A novel substrate-binding site in the X-ray structure of an oxidized E. Coli glyceraldehyde 3-phosphate dehydrogenase elucidated by single-wavelength anomalous dispersion

Abstract

Escherichia coli (E. coli), one of the most frequently used host for the expression of recombinant proteins, is often affected by the toxic effect of the exogenous proteins that is required to express. Glyceraldehyde 3-phosphate dehydrogenase (GAPDH) is a multi-functional protein that has been used as a control marker for basal function and it is known to undergo cysteine oxidation under different types of cellular stress. Here, we report the 3D structure of the endogenous GAPDH purified from stressed E. coli cells expressing a eukaryotic protein. The structure was solved at 1.64 Å using single-wavelength anomalous dispersion (SAD) phasing with a selenium-modified enzyme.
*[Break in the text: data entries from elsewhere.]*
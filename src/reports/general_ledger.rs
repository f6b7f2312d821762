//! General Ledger Report
//!
//! Posts every journal entry line to its account and keeps a running
//! balance per account (debits increase it, credits decrease it).

use chrono::NaiveDate;
use serde::Serialize;
use std::collections::BTreeMap;
use std::fmt;

use crate::error::{LedgerDeskError, LedgerDeskResult};
use crate::models::{AccountCode, EntryId, JournalEntry, LineId, Money};

/// Account class implied by the leading digit of the account code
#[derive(Debug, Clone, Copy, PartialEq, Eq, PartialOrd, Ord, Serialize)]
pub enum AccountType {
    Asset,
    Liability,
    Equity,
    Revenue,
    Expense,
    Other,
}

impl AccountType {
    pub fn from_code(code: AccountCode) -> Self {
        let mut n = code.value().abs();
        while n >= 10 {
            n /= 10;
        }
        match n {
            1 => Self::Asset,
            2 => Self::Liability,
            3 => Self::Equity,
            4 => Self::Revenue,
            5..=9 => Self::Expense,
            _ => Self::Other,
        }
    }
}

impl fmt::Display for AccountType {
    fn fmt(&self, f: &mut fmt::Formatter<'_>) -> fmt::Result {
        let name = match self {
            Self::Asset => "Asset",
            Self::Liability => "Liability",
            Self::Equity => "Equity",
            Self::Revenue => "Revenue",
            Self::Expense => "Expense",
            Self::Other => "Other",
        };
        write!(f, "{}", name)
    }
}

/// A single line posted to an account
#[derive(Debug, Clone, PartialEq, Eq, Serialize)]
pub struct LedgerPosting {
    pub date: NaiveDate,
    pub entry_id: EntryId,
    pub line_id: LineId,
    pub reference: String,
    pub description: String,
    pub debit: Money,
    pub credit: Money,
    /// Account balance after this posting
    pub running_balance: Money,
}

/// One account with its postings
#[derive(Debug, Clone, PartialEq, Eq, Serialize)]
pub struct LedgerAccount {
    pub code: AccountCode,
    pub name: String,
    pub account_type: AccountType,
    pub postings: Vec<LedgerPosting>,
    pub total_debit: Money,
    pub total_credit: Money,
    /// Debits minus credits over the postings shown
    pub balance: Money,
}

/// Filter options for the ledger
#[derive(Debug, Clone, Default)]
pub struct LedgerFilter {
    pub account: Option<AccountCode>,
    pub start_date: Option<NaiveDate>,
    pub end_date: Option<NaiveDate>,
    /// Case-insensitive match on account code or name, reference or description
    pub search: Option<String>,
}

impl LedgerFilter {
    fn matches_date(&self, date: NaiveDate) -> bool {
        self.start_date.map_or(true, |start| date >= start)
            && self.end_date.map_or(true, |end| date <= end)
    }

    fn matches_text(&self, account: &LedgerAccount, posting: &LedgerPosting) -> bool {
        let Some(needle) = self.search.as_deref().map(str::trim).filter(|s| !s.is_empty()) else {
            return true;
        };
        let needle = needle.to_lowercase();
        account.code.to_string().contains(&needle)
            || account.name.to_lowercase().contains(&needle)
            || posting.reference.to_lowercase().contains(&needle)
            || posting.description.to_lowercase().contains(&needle)
    }
}

/// General Ledger Report
#[derive(Debug, Clone, Serialize)]
pub struct GeneralLedger {
    pub accounts: Vec<LedgerAccount>,
    pub total_debit: Money,
    pub total_credit: Money,
}

impl GeneralLedger {
    /// Build the ledger from journal entries
    ///
    /// Postings are ordered by date, then entry id, then line id. Running
    /// balances are computed over the postings that pass the filter.
    pub fn generate(entries: &[JournalEntry], filter: &LedgerFilter) -> Self {
        let mut lines: Vec<(&JournalEntry, usize)> = entries
            .iter()
            .flat_map(|entry| (0..entry.lines.len()).map(move |i| (entry, i)))
            .collect();
        lines.sort_by(|(a, i), (b, j)| {
            a.date
                .cmp(&b.date)
                .then(a.id.cmp(&b.id))
                .then(a.lines[*i].id.cmp(&b.lines[*j].id))
        });

        let mut accounts: BTreeMap<AccountCode, LedgerAccount> = BTreeMap::new();

        for (entry, index) in lines {
            let line = &entry.lines[index];
            if filter.account.is_some_and(|code| code != line.account_code) {
                continue;
            }
            if !filter.matches_date(entry.date) {
                continue;
            }

            let account = accounts
                .entry(line.account_code)
                .or_insert_with(|| LedgerAccount {
                    code: line.account_code,
                    name: line.account_name.clone(),
                    account_type: AccountType::from_code(line.account_code),
                    postings: Vec::new(),
                    total_debit: Money::zero(),
                    total_credit: Money::zero(),
                    balance: Money::zero(),
                });

            let posting = LedgerPosting {
                date: entry.date,
                entry_id: entry.id,
                line_id: line.id,
                reference: entry.display_reference(),
                description: line
                    .description
                    .clone()
                    .or_else(|| entry.description.clone())
                    .unwrap_or_default(),
                debit: line.debit,
                credit: line.credit,
                running_balance: Money::zero(),
            };
            if !filter.matches_text(account, &posting) {
                continue;
            }

            account.total_debit += line.debit;
            account.total_credit += line.credit;
            account.balance += line.net();
            account.postings.push(LedgerPosting {
                running_balance: account.balance,
                ..posting
            });
        }

        let accounts: Vec<LedgerAccount> = accounts
            .into_values()
            .filter(|a| !a.postings.is_empty())
            .collect();
        let total_debit = accounts.iter().map(|a| a.total_debit).sum();
        let total_credit = accounts.iter().map(|a| a.total_credit).sum();

        Self {
            accounts,
            total_debit,
            total_credit,
        }
    }

    /// Look up one account
    pub fn account(&self, code: AccountCode) -> LedgerDeskResult<&LedgerAccount> {
        self.accounts
            .iter()
            .find(|a| a.code == code)
            .ok_or_else(|| LedgerDeskError::account_not_found(code.to_string()))
    }

    /// True when total debits equal total credits across all accounts
    pub fn is_in_balance(&self) -> bool {
        self.total_debit == self.total_credit
    }

    /// Every posting, paired with its account
    pub fn postings(&self) -> impl Iterator<Item = (&LedgerAccount, &LedgerPosting)> {
        self.accounts
            .iter()
            .flat_map(|a| a.postings.iter().map(move |p| (a, p)))
    }

    /// Format the report for terminal display
    pub fn format_terminal(&self) -> String {
        let mut output = String::new();

        output.push_str("General Ledger\n");
        output.push_str(&"=".repeat(96));
        output.push('\n');

        if self.accounts.is_empty() {
            output.push_str("No postings match.\n");
            return output;
        }

        for account in &self.accounts {
            output.push_str(&format!(
                "\n{} {} ({})\n",
                account.code, account.name, account.account_type
            ));
            output.push_str(&format!(
                "{:<12} {:<14} {:<30} {:>12} {:>12} {:>12}\n",
                "Date", "Reference", "Description", "Debit", "Credit", "Balance"
            ));
            output.push_str(&"-".repeat(96));
            output.push('\n');

            for posting in &account.postings {
                output.push_str(&format!(
                    "{:<12} {:<14} {:<30} {:>12} {:>12} {:>12}\n",
                    posting.date,
                    truncate(&posting.reference, 14),
                    truncate(&posting.description, 30),
                    amount_cell(posting.debit),
                    amount_cell(posting.credit),
                    posting.running_balance
                ));
            }

            output.push_str(&format!(
                "{:<58} {:>12} {:>12} {:>12}\n",
                "Total", account.total_debit, account.total_credit, account.balance
            ));
        }

        output.push_str(&"=".repeat(96));
        output.push('\n');
        output.push_str(&format!(
            "Total Debits: {}  |  Total Credits: {}  |  {}\n",
            self.total_debit,
            self.total_credit,
            if self.is_in_balance() {
                "In balance"
            } else {
                "OUT OF BALANCE"
            }
        ));

        output
    }
}

fn amount_cell(amount: Money) -> String {
    if amount.is_zero() {
        "-".to_string()
    } else {
        amount.to_string()
    }
}

fn truncate(text: &str, width: usize) -> String {
    if text.chars().count() > width {
        let cut: String = text.chars().take(width.saturating_sub(3)).collect();
        format!("{}...", cut)
    } else {
        text.to_string()
    }
}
Interestingly, each GAPDH monomer contains a molecule of glyceraldehyde-3 phosphate in a non-previously identified site. Furthermore, the catalytic Cys149 is covalently attached to a ∼300 Da molecule, possibly glutathione. This modification alters the conformation of an adjacent alpha helix in the catalytic domain, right opposite to the NAD+ binding site. The conformation of the alpha helix is stabilized after soaking the crystals with NAD+. These results exemplify the effects that the overexpression of an exogenous protein has over the host proteins and sheds light on the structural changes that large oxidant molecules on the catalytic cysteine produce for the GAPDH enzyme.